Até na solidariedade diante do sofrimento alheio e na ajuda aos necessitados existe o íntimo alívio de poder ajudar por não se estarem sentindo na pele os mesmos problemas ou a mesma dor. Há uma comparação impiedosa e egoísta, ainda que inconsciente, entre o pretenso bem-estar de quem ajuda e o desconforto de quem é ajudado.
Até o consolo amigo é fruto de uma comparação cruel. A quem perdeu a perna num acidente, o consolo é que Deus ajudou por ele não ter perdido a outra perna... (Deus teria sido de melhor ajuda se não o aleijasse.) Ao tetraplégico dá-se o consolo de não ter perdido a visão e de poder contemplar a beleza do mundo que o cerca... Ao cego dá-se o consolo de poder ler em Braille, de aprender a tocar um instrumento musical, de descobrir o mundo pelo tato, de não ser aleijado... A quem se queixa de algum sofrimento há sempre o consolo de encontrar alguém com um sofrimento maior... Aí reside a ideia de felicidade... Apenas a ideia. Infelizmente.
Eu era feliz e não sabia – lamenta Ataulfo Alves no samba em que recorda seus tempos de criança. Mas não é na saudade dos bons tempos que repousa a sensação de uma felicidade ignorada. O que dá a ilusão de ter sido feliz antes é a vivência de uma situação presente desagradável ou sofrida.
Nós éramos felizes e não sabíamos até que um desabamento arrase nossa casa, ou até que um bandido mate uma pessoa querida ou até que um ladrão nos roube o fruto suado de um trabalho intenso, ou, em suma, até que um momento mais crucial nos quebre a rotina ou nos faça suspirar pelos segundos que precederam essa quebra…
Há talvez um certo exagero na declaração sofrida de Ataulfo Alves. Ignorar que se é feliz é ser infeliz. A felicidade que se ignora não é vivida.

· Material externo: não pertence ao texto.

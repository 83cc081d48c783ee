//! HTTP handlers
//!
//! - [`countries`] - refresh, list, lookup, delete and summary image
//! - [`status`] - country total and last refresh time
//! - [`health`] - store liveness probe

pub mod countries;
pub mod health;
pub mod status;

pub use countries::*;
pub use health::*;
pub use status::*;
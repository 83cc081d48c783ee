//! Summary artifact
//!
//! A 600x400 SVG with the country total, the five highest estimated GDPs and
//! the refresh time. Written after each committed refresh; failures are the
//! caller's to log.

use std::fmt::Write as _;
use std::path::{Path, PathBuf};

use chrono::{DateTime, Utc};

use super::error::SummaryError;
use super::models::CountryRecord;

pub const TOP_COUNT: usize = 5;

#[derive(Debug, Clone, PartialEq)]
pub struct TopCountry {
    pub name: String,
    pub estimated_gdp: f64,
}

#[derive(Debug, Clone, PartialEq)]
pub struct SummaryReport {
    pub total: usize,
    pub top: Vec<TopCountry>,
    pub refreshed_at: DateTime<Utc>,
}

impl SummaryReport {
    /// `records` must already be ordered by GDP, highest first
    pub fn from_ranked(total: usize, records: &[CountryRecord], refreshed_at: DateTime<Utc>) -> Self {
        let top = records
            .iter()
            .filter_map(|r| {
                r.estimated_gdp.map(|gdp| TopCountry {
                    name: r.name.clone(),
                    estimated_gdp: gdp,
                })
            })
            .take(TOP_COUNT)
            .collect();
        Self {
            total,
            top,
            refreshed_at,
        }
    }
}

fn escape_xml(text: &str) -> String {
    let mut out = String::with_capacity(text.len());
    for c in text.chars() {
        match c {
            '&' => out.push_str("&amp;"),
            '<' => out.push_str("&lt;"),
            '>' => out.push_str("&gt;"),
            '"' => out.push_str("&quot;"),
            '\'' => out.push_str("&apos;"),
            _ => out.push(c),
        }
    }
    out
}

pub fn render_svg(report: &SummaryReport) -> String {
    let mut svg = String::new();
    let mut line = |y: u32, x: u32, text: &str| {
        let _ = writeln!(
            svg,
            r#"  <text x="{x}" y="{y}" font-family="sans-serif" font-size="16" fill="black">{}</text>"#,
            escape_xml(text)
        );
    };

    line(30, 20, &format!("Total Countries: {}", report.total));
    line(70, 20, "Top 5 by GDP:");
    let mut y = 100;
    for c in &report.top {
        line(y, 40, &format!("- {}: {:.2}", c.name, c.estimated_gdp));
        y += 25;
    }
    line(
        y + 20,
        20,
        &format!(
            "Last updated: {}",
            report.refreshed_at.format("%Y-%m-%d %H:%M:%S")
        ),
    );

    format!(
        "<svg xmlns=\"http://www.w3.org/2000/svg\" width=\"600\" height=\"400\" viewBox=\"0 0 600 400\">\n  <rect width=\"600\" height=\"400\" fill=\"white\"/>\n{svg}</svg>\n"
    )
}

/// Writes the rendered summary to a fixed path
#[derive(Debug, Clone)]
pub struct SummaryWriter {
    path: PathBuf,
}

impl SummaryWriter {
    pub fn new(path: impl Into<PathBuf>) -> Self {
        Self { path: path.into() }
    }

    pub fn path(&self) -> &Path {
        &self.path
    }

    pub async fn write(&self, report: &SummaryReport) -> Result<(), SummaryError> {
        if let Some(parent) = self.path.parent().filter(|p| !p.as_os_str().is_empty()) {
            tokio::fs::create_dir_all(parent).await?;
        }
        tokio::fs::write(&self.path, render_svg(report)).await?;
        Ok(())
    }
}

/// MIME type for a summary artifact path
pub fn content_type(path: &Path) -> &'static str {
    match path.extension().and_then(|e| e.to_str()) {
        Some("svg") => "image/svg+xml",
        Some("png") => "image/png",
        _ => "application/octet-stream",
    }
}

Como a felicidade é um sentimento, imagino que não exista sofrimento que não seja percebido.
Também não creio que a felicidade seja a autorrealização. Sentir-se realizado significa manter-se numa situação estática, rotineira e, ao final, tediosa. Acredito que a felicidade seja uma colcha de retalhos formada por pequenos períodos de tempo em que nos sentimos em paz com a vida ou com nós mesmos, porque estar em paz consigo e com a vida talvez seja uma forma de felicidade. Não creio que a felicidade seja a sensação de alívio depois do sofrimento. Se isso fosse verdade, seria o homem mais feliz do mundo aquele português da anedota que andava com os sapatos apertados o dia inteiro para ter a sensação de alívio ao descalçá-los à noite.

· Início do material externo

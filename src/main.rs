use std::sync::Arc;

use anyhow::Context;
use clap::Parser;

use country_exchange::config::AppConfig;
use country_exchange::countries::sources::build_client;
use country_exchange::countries::{
    CountryStore, HttpCountrySource, HttpRateSource, MemoryCountryStore, RandomMultiplier,
    Reconciler, RefreshService, SummaryWriter,
};
use country_exchange::db::Database;
use country_exchange::gateway::{self, AppState};
use country_exchange::logging;

#[derive(Debug, Parser)]
#[command(name = "country_exchange", version, about = "Country exchange-rate service")]
struct Cli {
    /// Loads `config/<env>.yaml`
    #[arg(short, long, env = "APP_ENV", default_value = "dev")]
    env: String,

    /// Overrides `gateway.port`
    #[arg(long)]
    port: Option<u16>,
}

#[tokio::main]
async fn main() -> anyhow::Result<()> {
    let cli = Cli::parse();

    let config = AppConfig::load(&cli.env).with_context(|| format!("loading {} config", cli.env))?;
    let _log_guard = logging::init_logging(&config);

    tracing::info!(env = %cli.env, "Starting country exchange service");

    let store = open_store(&config).await?;

    let client = build_client(&config.sources).context("building HTTP client")?;
    let countries = Arc::new(HttpCountrySource::new(client.clone(), &config.sources));
    let rates = Arc::new(HttpRateSource::new(client, &config.sources));
    tracing::info!(
        countries_url = %config.sources.countries_url,
        rates_url = %rates.url(),
        timeout_secs = config.sources.timeout_secs,
        "Upstream sources configured"
    );

    let reconciler = Reconciler::new(Arc::new(RandomMultiplier::from_entropy()));
    let refresh = RefreshService::new(countries, rates, store.clone(), reconciler)
        .with_summary(SummaryWriter::new(config.summary.image_path.clone()));

    let state = Arc::new(AppState::new(store, Arc::new(refresh)));
    let port = cli.port.unwrap_or(config.gateway.port);

    gateway::run_server(&config.gateway.host, port, state).await
}

async fn open_store(config: &AppConfig) -> anyhow::Result<Arc<dyn CountryStore>> {
    match &config.postgres {
        Some(pg) => {
            let db = Database::connect(pg)
                .await
                .context("connecting to Postgres")?;
            let store = db.country_store().await.context("initialising schema")?;
            tracing::info!("Using Postgres country store");
            Ok(Arc::new(store))
        }
        None => {
            tracing::warn!("No postgres section configured; using in-memory store, data is lost on exit");
            Ok(Arc::new(MemoryCountryStore::new()))
        }
    }
}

Imagino que a felicidade (que só tem plural na canção de “parabéns pra você”, embora a autora da letra, Bertha Celeste Homem de Mello, não a tenha escrito pluralizando a felicidade) não exista realmente e seja algo efêmero e incompleto, uma série não linear de momentos agradáveis.
Não tenho saudades da minha infância e imagino que não teria sido feliz sem saber que o era; nem infeliz, sabendo. Mas sinto que um pouco de mim morreu na adolescência que deixei de ter. Eu não era feliz e não sabia. Talvez aí esteja o sentido da felicidade: ignorar que se é infeliz...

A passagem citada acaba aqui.